• **Action item**
Transcribe the data exactly, stopping after the "use rand::rngs::StdRng;" line.

Source records:
▼▼▼

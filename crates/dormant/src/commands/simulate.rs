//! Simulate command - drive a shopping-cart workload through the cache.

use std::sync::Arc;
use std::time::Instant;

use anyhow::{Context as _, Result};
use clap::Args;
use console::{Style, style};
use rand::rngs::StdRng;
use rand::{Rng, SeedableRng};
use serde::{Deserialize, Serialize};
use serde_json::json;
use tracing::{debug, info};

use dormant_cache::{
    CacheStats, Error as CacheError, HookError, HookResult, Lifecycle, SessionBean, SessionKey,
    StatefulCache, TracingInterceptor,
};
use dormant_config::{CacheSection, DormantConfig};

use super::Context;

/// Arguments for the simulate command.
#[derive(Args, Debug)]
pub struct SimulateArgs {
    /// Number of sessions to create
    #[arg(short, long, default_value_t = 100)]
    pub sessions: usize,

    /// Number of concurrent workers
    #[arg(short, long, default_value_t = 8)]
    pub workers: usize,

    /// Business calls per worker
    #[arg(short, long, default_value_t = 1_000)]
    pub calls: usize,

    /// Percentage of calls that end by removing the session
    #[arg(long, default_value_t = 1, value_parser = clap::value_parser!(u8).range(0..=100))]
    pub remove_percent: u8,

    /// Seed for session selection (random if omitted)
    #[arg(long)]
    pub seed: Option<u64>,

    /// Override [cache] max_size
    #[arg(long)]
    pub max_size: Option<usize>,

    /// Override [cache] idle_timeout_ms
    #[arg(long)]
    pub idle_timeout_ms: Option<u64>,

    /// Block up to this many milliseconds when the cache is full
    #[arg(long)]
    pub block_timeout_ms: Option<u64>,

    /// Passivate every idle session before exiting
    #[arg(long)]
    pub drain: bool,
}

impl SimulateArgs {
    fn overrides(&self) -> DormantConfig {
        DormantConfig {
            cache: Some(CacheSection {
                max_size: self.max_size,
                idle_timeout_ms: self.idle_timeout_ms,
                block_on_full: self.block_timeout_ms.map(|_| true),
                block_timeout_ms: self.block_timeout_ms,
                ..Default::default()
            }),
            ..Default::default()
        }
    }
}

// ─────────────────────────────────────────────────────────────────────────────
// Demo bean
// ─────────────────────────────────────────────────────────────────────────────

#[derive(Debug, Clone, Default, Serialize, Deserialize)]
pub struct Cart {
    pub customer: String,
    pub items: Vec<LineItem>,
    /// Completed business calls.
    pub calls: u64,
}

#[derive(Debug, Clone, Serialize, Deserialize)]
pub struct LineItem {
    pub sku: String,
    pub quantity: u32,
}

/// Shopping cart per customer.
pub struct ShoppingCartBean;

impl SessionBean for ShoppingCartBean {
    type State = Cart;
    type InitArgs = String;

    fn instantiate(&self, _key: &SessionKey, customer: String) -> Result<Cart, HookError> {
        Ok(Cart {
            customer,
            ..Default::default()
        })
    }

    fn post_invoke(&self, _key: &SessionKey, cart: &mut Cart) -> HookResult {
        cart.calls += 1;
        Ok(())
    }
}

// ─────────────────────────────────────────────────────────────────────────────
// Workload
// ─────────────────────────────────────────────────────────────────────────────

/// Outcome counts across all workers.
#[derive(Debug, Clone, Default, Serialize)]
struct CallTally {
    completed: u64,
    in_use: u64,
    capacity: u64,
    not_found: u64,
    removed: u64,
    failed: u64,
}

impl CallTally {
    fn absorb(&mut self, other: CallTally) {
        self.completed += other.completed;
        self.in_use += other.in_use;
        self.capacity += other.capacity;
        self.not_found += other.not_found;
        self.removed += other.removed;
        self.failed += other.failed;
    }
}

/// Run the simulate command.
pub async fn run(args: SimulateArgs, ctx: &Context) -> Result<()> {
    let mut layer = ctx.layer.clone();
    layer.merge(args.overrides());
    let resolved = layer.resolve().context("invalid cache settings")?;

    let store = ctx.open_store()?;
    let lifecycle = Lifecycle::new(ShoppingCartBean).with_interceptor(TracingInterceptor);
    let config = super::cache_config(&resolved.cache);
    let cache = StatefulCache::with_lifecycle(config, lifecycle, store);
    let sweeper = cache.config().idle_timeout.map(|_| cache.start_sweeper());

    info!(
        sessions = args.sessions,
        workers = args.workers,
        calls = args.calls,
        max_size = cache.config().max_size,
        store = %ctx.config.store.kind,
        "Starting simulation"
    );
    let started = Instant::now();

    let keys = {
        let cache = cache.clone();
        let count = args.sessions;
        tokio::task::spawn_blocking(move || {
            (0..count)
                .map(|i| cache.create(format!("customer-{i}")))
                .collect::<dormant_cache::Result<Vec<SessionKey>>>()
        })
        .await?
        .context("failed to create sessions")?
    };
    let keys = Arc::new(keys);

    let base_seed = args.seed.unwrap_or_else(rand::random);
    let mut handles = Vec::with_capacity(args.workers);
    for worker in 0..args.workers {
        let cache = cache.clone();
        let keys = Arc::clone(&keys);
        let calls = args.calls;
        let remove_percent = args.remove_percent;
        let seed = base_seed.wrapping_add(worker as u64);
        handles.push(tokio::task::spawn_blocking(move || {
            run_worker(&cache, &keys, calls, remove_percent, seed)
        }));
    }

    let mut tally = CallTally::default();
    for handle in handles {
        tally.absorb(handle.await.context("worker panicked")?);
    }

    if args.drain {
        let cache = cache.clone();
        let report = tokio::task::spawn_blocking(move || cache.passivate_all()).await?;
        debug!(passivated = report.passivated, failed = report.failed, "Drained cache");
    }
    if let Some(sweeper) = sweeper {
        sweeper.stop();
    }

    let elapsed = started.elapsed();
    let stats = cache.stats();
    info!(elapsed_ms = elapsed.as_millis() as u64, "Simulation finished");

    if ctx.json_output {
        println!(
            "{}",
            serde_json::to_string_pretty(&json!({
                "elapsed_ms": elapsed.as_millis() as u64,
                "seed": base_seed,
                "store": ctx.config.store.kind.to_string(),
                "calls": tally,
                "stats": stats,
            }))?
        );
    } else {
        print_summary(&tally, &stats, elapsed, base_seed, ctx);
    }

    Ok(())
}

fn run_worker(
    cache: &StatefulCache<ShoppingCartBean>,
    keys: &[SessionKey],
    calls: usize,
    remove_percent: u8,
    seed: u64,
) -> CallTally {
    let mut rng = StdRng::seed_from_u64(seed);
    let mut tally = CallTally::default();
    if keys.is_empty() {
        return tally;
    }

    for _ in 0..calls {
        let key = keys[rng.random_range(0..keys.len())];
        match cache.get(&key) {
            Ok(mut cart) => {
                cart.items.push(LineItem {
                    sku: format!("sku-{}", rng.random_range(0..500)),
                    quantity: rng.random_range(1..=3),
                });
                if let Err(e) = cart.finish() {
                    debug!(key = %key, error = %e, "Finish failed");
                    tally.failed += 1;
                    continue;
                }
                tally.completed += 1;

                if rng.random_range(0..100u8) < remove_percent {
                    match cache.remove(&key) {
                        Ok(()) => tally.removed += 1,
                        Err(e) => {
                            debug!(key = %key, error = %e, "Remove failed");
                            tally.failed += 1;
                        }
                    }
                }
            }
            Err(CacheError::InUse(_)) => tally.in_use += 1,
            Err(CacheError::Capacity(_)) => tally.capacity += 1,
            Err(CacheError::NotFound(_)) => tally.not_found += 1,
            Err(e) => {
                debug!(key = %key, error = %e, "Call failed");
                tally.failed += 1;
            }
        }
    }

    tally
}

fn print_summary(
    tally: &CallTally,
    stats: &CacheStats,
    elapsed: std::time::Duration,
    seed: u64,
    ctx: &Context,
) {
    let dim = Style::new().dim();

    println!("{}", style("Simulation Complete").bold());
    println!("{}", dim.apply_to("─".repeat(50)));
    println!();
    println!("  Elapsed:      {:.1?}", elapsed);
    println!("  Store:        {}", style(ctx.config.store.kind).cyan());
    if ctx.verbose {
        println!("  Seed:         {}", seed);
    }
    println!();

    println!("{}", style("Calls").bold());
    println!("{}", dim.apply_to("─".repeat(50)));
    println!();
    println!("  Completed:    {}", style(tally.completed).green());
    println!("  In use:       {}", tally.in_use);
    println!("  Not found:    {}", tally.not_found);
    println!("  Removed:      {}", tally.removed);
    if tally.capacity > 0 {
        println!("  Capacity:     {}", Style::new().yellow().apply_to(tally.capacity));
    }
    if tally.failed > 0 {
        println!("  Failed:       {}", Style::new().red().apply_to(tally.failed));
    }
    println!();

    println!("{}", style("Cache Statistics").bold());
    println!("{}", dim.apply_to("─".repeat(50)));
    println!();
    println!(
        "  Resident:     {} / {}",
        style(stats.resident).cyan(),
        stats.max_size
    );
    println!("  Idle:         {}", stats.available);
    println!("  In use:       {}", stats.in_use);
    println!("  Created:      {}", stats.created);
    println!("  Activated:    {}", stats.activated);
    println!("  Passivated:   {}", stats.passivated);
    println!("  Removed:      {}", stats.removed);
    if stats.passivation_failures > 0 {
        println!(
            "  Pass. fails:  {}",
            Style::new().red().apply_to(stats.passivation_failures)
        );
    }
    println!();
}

▲▲▲

• **Output of the exercise**
filename crates/dormant/src/commands/simulate.rs
//! Simulate command - drive a shopping-cart workload through the cache.

use std::sync::Arc;
use std::time::Instant;

use anyhow::{Context as _, Result};
use clap::Args;
use console::{Style, style};
use rand::rngs::StdRng;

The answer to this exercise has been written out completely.